La difícil vuelta a la vida en libertad de Mohamed Chaari tras ser acusado de yihadismo sin pruebas
Después de pasar año y medio en prisión preventiva acusado de terrorismo, y a pesar de ser absuelto, solo le quedan sus tres hijos, que se acercan a verlo al coche donde vive y duerme solo


En el otoño de 2020, Mohamed Chaari tenía una asociación cultural, dos perfiles de Facebook en los que sumaba casi 10.000 amigos virtuales y tres hijos. Su vida giraba en torno a la mezquita de Herrera en San Sebastián, donde su asociación daba clases de repaso para niños de todas las nacionalidades y enseñaba árabe y cultura islámica. Hoy, después de pasar año y medio en prisión preventiva acusado de terrorismo yihadista, y a pesar de ser absuelto, solo le quedan sus tres hijos, que se acercan a verlo al coche donde vive y duerme solo.
Los niños viven con su madre, la ex mujer de Chaari. Tanto ella como su hijo mayor declararon en el juicio. “En la asociación cultural hacían actividades para niños, mujeres, fiestas de cumpleaños”, declaró su ex mujer, Hanane Z., en la Audiencia Nacional en mayo pasado. Frente a la hipótesis policial, que sostenía que Chaari obligaba a su hijo mayor a ir al gimnasio a entrenarse para la yihad, el hijo, de 17 años, aclaró que “su padre no le impuso hacer deporte, [que] lo hace porque le gusta”, ni tampoco “le prohíbe ver a nadie ni ir de fiesta”.
Descartado que Chaari se dedicara a la captación, el tribunal desmontó también la hipótesis de que con los fondos que recaudaba para su asociación financiara a terroristas. Si tras su detención, recogida por EL PAÍS, la policía nacional llegó incluso a filtrar a algunos medios el nombre de una organización a la que supuestamente financiaba, frente al tribunal los dos policías autores del informe económico “reconocieron que no saben el destino del dinero”, afirma la sentencia.
El abismo entre el relato acusatorio y lo que quedó probado en el juicio, sin embargo, no se entiende sin un elemento clave en la mayoría de los juicios por yihadismo de 2022: los testigos protegidos, una figura procesal que amalgama diversas relaciones e intereses bajo un denominador común: siempre declaran bajo anonimato. A veces son vecinos, conocidos o enemigos de los acusados; otras, confidentes policiales que la instrucción acondiciona como testigos.
En el juicio a Chaari, hubo dos testigos protegidos. Las declaraciones policiales de ambos quedaron en evidencia.
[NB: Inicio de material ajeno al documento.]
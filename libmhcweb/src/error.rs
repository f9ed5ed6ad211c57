use std::fmt::{Display, Formatter};

use strum::Display as StrumDisplay;
use thiserror::Error;

/// The coarse kind of anything reported back to the user.
#[derive(StrumDisplay, Debug, Clone, Copy, PartialEq, Eq)]
#[strum(serialize_all = "kebab-case")]
pub enum ErrorKind {
    UserInput,
    ValidationExclusion,
    Predictor,
}

#[derive(Error, Debug)]
pub enum InputError {
    #[error("failed to parse FASTA input: {0}")]
    MalformedFasta(String),
}

#[derive(Error, Debug)]
pub enum PredictorError {
    #[error("unsupported allele: {0}")]
    UnsupportedAllele(String),
    #[error("{command} exited without success: {stderr}")]
    Failed { command: String, stderr: String },
    #[error("unexpected predictor output: {0}")]
    MalformedOutput(String),
    #[error(transparent)]
    Io(#[from] anyhow::Error),
}

#[derive(Error, Debug)]
pub enum OutputError {
    #[error("failed to write TSV output: {0}")]
    Csv(#[from] csv::Error),
    #[error("TSV output is not UTF-8")]
    Utf8(#[from] std::string::FromUtf8Error),
}

#[derive(Error, Debug)]
pub enum PipelineError {
    #[error(transparent)]
    Input(#[from] InputError),
    #[error(transparent)]
    Predictor(#[from] PredictorError),
}

/// Everything that can stop a request from producing a result table.
#[derive(Error, Debug)]
pub enum RequestError {
    #[error("Select at least one allele")]
    NoAlleles,
    #[error("Enter peptides or FASTA protein sequences")]
    NoInput,
    #[error("Your query resulted in no predictions.")]
    NoPredictions,
    #[error(transparent)]
    Input(#[from] InputError),
    #[error(transparent)]
    Predictor(#[from] PredictorError),
    #[error(transparent)]
    Output(#[from] OutputError),
}

impl From<PipelineError> for RequestError {
    fn from(err: PipelineError) -> Self {
        match err {
            PipelineError::Input(err) => RequestError::Input(err),
            PipelineError::Predictor(err) => RequestError::Predictor(err),
        }
    }
}

impl RequestError {
    pub fn kind(&self) -> ErrorKind {
        match self {
            RequestError::NoAlleles
            | RequestError::NoInput
            | RequestError::NoPredictions
            | RequestError::Input(_) => ErrorKind::UserInput,
            RequestError::Predictor(_) | RequestError::Output(_) => ErrorKind::Predictor,
        }
    }

    /// The wording used by the plain-text prediction API.
    pub fn api_message(&self) -> String {
        match self {
            RequestError::NoInput => "no peptide given".to_string(),
            RequestError::NoAlleles => "no alleles given".to_string(),
            err => err.to_string(),
        }
    }
}

/// Informational messages raised while a request is processed.
///
/// These never stop processing; they are shown alongside the result
/// (or alongside the error, if one follows).
#[derive(Debug, Clone, PartialEq, Eq)]
pub enum Notice {
    /// Peptides dropped by validation. `shown` is a bounded prefix of the excluded peptides.
    Excluded { total: usize, shown: Vec<String> },
    /// The peptide/protein input was cut down to `max_bytes`.
    Truncated { max_bytes: usize },
}

impl Notice {
    pub fn kind(&self) -> ErrorKind {
        match self {
            Notice::Excluded { .. } => ErrorKind::ValidationExclusion,
            Notice::Truncated { .. } => ErrorKind::UserInput,
        }
    }
}

impl Display for Notice {
    fn fmt(&self, f: &mut Formatter<'_>) -> std::fmt::Result {
        match self {
            Notice::Excluded { total, shown } => write!(
                f,
                "Excluded {total} unsupported peptides: {}",
                shown.join(" ")
            ),
            Notice::Truncated { max_bytes } => {
                write!(f, "Peptide/protein input truncated to {max_bytes} bytes")
            }
        }
    }
}

/// The user-facing notification channel for a single request.
#[derive(Debug, Default, Clone)]
pub struct Notices(Vec<Notice>);

impl Notices {
    pub fn new() -> Self {
        Self::default()
    }

    pub fn push(&mut self, notice: Notice) {
        log::info!("{notice}");
        self.0.push(notice);
    }

    pub fn iter(&self) -> impl Iterator<Item = &Notice> {
        self.0.iter()
    }

    pub fn len(&self) -> usize {
        self.0.len()
    }

    pub fn is_empty(&self) -> bool {
        self.0.is_empty()
    }

    pub fn messages(&self) -> Vec<String> {
        self.0.iter().map(|n| n.to_string()).collect()
    }
}
use rayon::iter::{IntoParallelRefIterator, ParallelIterator};

use crate::alphabet::is_common_amino_acid;

/// Batches smaller than this are checked on the calling thread.
const PARALLEL_BATCH_SIZE: usize = 4096;

/// Returns true if every character of `sequence` is a common amino acid
/// and its length (in characters) lies in `[min_length, max_length]`.
pub fn is_valid(sequence: &str, min_length: usize, max_length: usize) -> bool {
    let mut length = 0usize;

    for c in sequence.chars() {
        if !is_common_amino_acid(c) {
            return false;
        }
        length += 1;
        if length > max_length {
            return false;
        }
    }

    length >= min_length && length > 0
}

/// Check a batch of candidate peptides, producing one flag per input in input order.
pub fn check_validity<S>(sequences: &[S], min_length: usize, max_length: usize) -> Vec<bool>
where
    S: AsRef<str> + Sync,
{
    if sequences.len() < PARALLEL_BATCH_SIZE {
        sequences
            .iter()
            .map(|s| is_valid(s.as_ref(), min_length, max_length))
            .collect()
    } else {
        sequences
            .par_iter()
            .map(|s| is_valid(s.as_ref(), min_length, max_length))
            .collect()
    }
}

#[cfg(test)]
mod tests {
    use super::*;
    use assert2::check;

    #[test]
    fn test_length_bounds() {
        check!(!is_valid("ACDEFG", 8, 15));
        check!(is_valid("ACDEFGHIK", 8, 15));
        check!(is_valid("ACDEFGHI", 8, 15));
        check!(is_valid("ACDEFGHIKLMNPQR", 8, 15));
        check!(!is_valid("ACDEFGHIKLMNPQRS", 8, 15));
    }

    #[test]
    fn test_alphabet() {
        check!(!is_valid("XXXXXXXXX", 8, 15));
        check!(!is_valid("SIINFEKLX", 8, 15));
        check!(!is_valid("siinfekl", 8, 15));
        check!(!is_valid("SIIN FEKL", 8, 15));
        check!(is_valid("SIINFEKL", 8, 15));
    }

    #[test]
    fn test_empty_is_invalid() {
        check!(!is_valid("", 1, 15));
        check!(!is_valid("", 0, 15));
    }

    #[test]
    fn test_batch_is_elementwise() {
        let peptides = vec!["SIINFEKL", "XXXXXXXXX", "AAA", "GILGFVFTL"];
        check!(check_validity(&peptides, 8, 15) == vec![true, false, false, true]);
    }

    #[test]
    fn test_large_batch_matches_serial() {
        let peptides: Vec<String> = (0..PARALLEL_BATCH_SIZE * 2)
            .map(|i| match i % 3 {
                0 => "SIINFEKL".to_string(),
                1 => "SIINFEKLX".to_string(),
                _ => "A".repeat(i % 20),
            })
            .collect();

        let flags = check_validity(&peptides, 8, 15);
        check!(flags.len() == peptides.len());
        peptides
            .iter()
            .zip(flags)
            .for_each(|(p, flag)| { check!(flag == is_valid(p, 8, 15)); });
    }
}
mod command;
pub use command::*;

#[cfg(any(test, feature = "test-utils"))]
pub mod stub;

use std::collections::HashMap;
use std::ops::RangeInclusive;

use indexmap::{IndexMap, IndexSet};

use crate::error::PredictorError;
use crate::structs::{PeptideLengths, PredictionRecord};

/// A loaded binding-affinity model.
///
/// Implementations are constructed once and then only read,
/// so a single instance is shared by every request.
pub trait Predictor: Send + Sync {
    /// A human readable version string for the loaded model
    fn version(&self) -> &str;

    fn supported_alleles(&self) -> &[String];

    fn supported_peptide_lengths(&self) -> PeptideLengths;

    /// Predict every peptide against every allele.
    fn predict(
        &self,
        peptides: &[String],
        alleles: &[String],
    ) -> Result<Vec<PredictionRecord>, PredictorError>;

    /// Predict every subsequence of each protein whose length is in `lengths`.
    ///
    /// Each distinct peptide is predicted once; the records are then
    /// repeated for every window it occurs in, ordered by protein,
    /// peptide length, then offset.
    fn predict_subsequences(
        &self,
        proteins: &IndexMap<String, String>,
        lengths: RangeInclusive<usize>,
        alleles: &[String],
    ) -> Result<Vec<PredictionRecord>, PredictorError> {
        let windows = subsequence_windows(proteins, lengths);

        let peptides: Vec<String> = windows
            .iter()
            .map(|w| w.peptide.as_str())
            .collect::<IndexSet<_>>()
            .into_iter()
            .map(str::to_string)
            .collect();

        if peptides.is_empty() {
            return Ok(vec![]);
        }

        let predictions = self.predict(&peptides, alleles)?;

        let mut by_peptide: HashMap<&str, Vec<&PredictionRecord>> = HashMap::new();
        predictions
            .iter()
            .for_each(|p| by_peptide.entry(p.peptide.as_str()).or_default().push(p));

        Ok(windows
            .iter()
            .flat_map(|w| {
                by_peptide
                    .get(w.peptide.as_str())
                    .into_iter()
                    .flatten()
                    .map(move |p| (*p).clone().with_source(w.source, w.offset))
            })
            .collect())
    }
}

pub struct Window<'a> {
    pub source: &'a str,
    pub offset: usize,
    pub peptide: String,
}

/// Enumerate every window of every length in `lengths` across `proteins`.
pub fn subsequence_windows(
    proteins: &IndexMap<String, String>,
    lengths: RangeInclusive<usize>,
) -> Vec<Window<'_>> {
    let mut windows = vec![];

    for (name, sequence) in proteins {
        let residues: Vec<char> = sequence.chars().collect();

        for length in lengths.clone().filter(|&l| l > 0) {
            residues
                .windows(length)
                .enumerate()
                .for_each(|(offset, residues)| {
                    windows.push(Window {
                        source: name,
                        offset,
                        peptide: residues.iter().collect(),
                    })
                });
        }
    }

    windows
}
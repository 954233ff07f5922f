//! The callback to future bridge.
//!
//! Every adapted operation splits into a [`Completion`] handed to the
//! driver and a [`PendingOperation`] the caller awaits. Settling consumes
//! the completion, so a driver callback can fire at most once no matter
//! how it is written. A completion the driver drops without calling
//! settles the pending side with [`ErrorKind::Incomplete`] instead of
//! leaving the caller hanging.
//!
//! [`ErrorKind::Incomplete`]: crate::error::ErrorKind::Incomplete

use tokio::sync::oneshot;
use tracing::debug;

use crate::driver::{DriverError, QueryCallback};
use crate::error::ErrorContext;
use crate::result_set::QueryResult;

/// The driver-facing half of an operation.
pub(crate) struct Completion<T> {
    tx: oneshot::Sender<Result<T, DriverError>>,
}

impl<T> Completion<T> {
    pub(crate) fn settle(self, outcome: Result<T, DriverError>) {
        // A missing receiver means the caller dropped the pending future;
        // nobody is left to observe the outcome.
        let _ = self.tx.send(outcome);
    }

    pub(crate) fn resolve(self, value: T) {
        self.settle(Ok(value));
    }

    pub(crate) fn reject(self, error: DriverError) {
        self.settle(Err(error));
    }
}

/// The caller-facing half: the not yet settled operation plus the error
/// context captured at the call site.
pub(crate) struct PendingOperation<T> {
    rx: oneshot::Receiver<Result<T, DriverError>>,
    ctx: ErrorContext,
}

impl<T> PendingOperation<T> {
    /// Wait for the driver to settle the operation.
    pub(crate) async fn settled(self) -> crate::Result<T> {
        match self.rx.await {
            Ok(Ok(value)) => Ok(value),
            Ok(Err(error)) => Err(self.ctx.populate(error)),
            Err(_) => Err(self.ctx.incomplete()),
        }
    }
}

/// A settlement channel for one operation.
pub(crate) fn channel<T>(ctx: ErrorContext) -> (Completion<T>, PendingOperation<T>) {
    let (tx, rx) = oneshot::channel();

    (Completion { tx }, PendingOperation { rx, ctx })
}

/// Run one query through the bridge: dispatch, await settlement, then
/// attach the effective SQL text and the column metadata to the payload.
pub(crate) async fn run_query(text: String, invoke: impl FnOnce(QueryCallback)) -> crate::Result<QueryResult> {
    let ctx = ErrorContext::query("query", text.clone());
    let (done, pending) = channel(ctx);

    debug!(sql = %text, "dispatching query");
    invoke(Box::new(move |outcome| done.settle(outcome)));

    let (mut result, fields) = pending.settled().await?;
    result.attach(&text, fields);

    Ok(result)
}
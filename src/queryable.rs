//! The generalized querying interface.

use async_trait::async_trait;
use serde_json::Value;

use crate::result_set::QueryResult;

/// Something that can run SQL: a single connection or a pool.
///
/// Query results come back with the effective SQL text and the column
/// metadata attached for introspection, unless the driver attached its own.
#[async_trait]
pub trait Queryable: Send + Sync {
    /// Run a statement, interpolating the given parameters.
    async fn query(&self, sql: &str, params: &[Value]) -> crate::Result<QueryResult>;

    /// Escape a value for inclusion in SQL text.
    fn escape(&self, value: &Value) -> String;

    /// Quote an identifier.
    fn escape_id(&self, identifier: &str) -> String;

    /// Interpolate parameters into a statement without running it.
    fn format(&self, sql: &str, params: &[Value]) -> String;
}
El fiscal preguntó a uno si sabía si Chari financiaba a terroristas: el testigo respondió que se lo había imaginado: “eso, yo imagino”, dijo. El otro testigo protegido, una ex amante de Chaari, declaró que nunca habían hablado sobre la yihad. Su defensa recordó que en su declaración policial constaba lo contrario. “No entendí bien la pregunta, porque [nosotros] nunca hablamos directamente de eso”, aclaró ella en el juicio.
En 2022, al menos 19 de los 32 juzgados fueron absueltos, lo que supone un aumento del 20% con respecto al ya de por sí alto porcentaje de absoluciones. Si históricamente las absoluciones sumaban la mitad de los procesados, en 2022 el porcentaje alcanzó al 60%, según una decena de sentencias revisadas por EL PAÍS. Los relatos sin pruebas de confidentes y testigos protegidos con los que se construyeron las acusaciones explican en gran medida las exoneraciones.
Mohamed Chaari llevaba 20 años en España cuando lo detuvieron. Ahora, absuelto, ha recuperado su permiso de residencia, pero no encuentra trabajo. “La gente cuando ve que me detuvieron por terrorismo, porque buscan mi nombre, todos me dicen que tienen miedo”, cuenta. “Me han jodido la vida. Mis hijos tienen problemas psicológicos porque les dijeron que su padre era un terrorista. Yo estoy medicándome”, explica por videollamada desde el interior de su coche, apenas iluminado por una farola de una calle de San Sebastián. “Hasta el mecánico que me arreglaba el coche me ha dicho que no puede seguir arreglándomelo, porque la policía ha ido a preguntarle por mí. Soy inocente, saben que el tribunal me ha absuelto, pero la gente tiene miedo”, dice.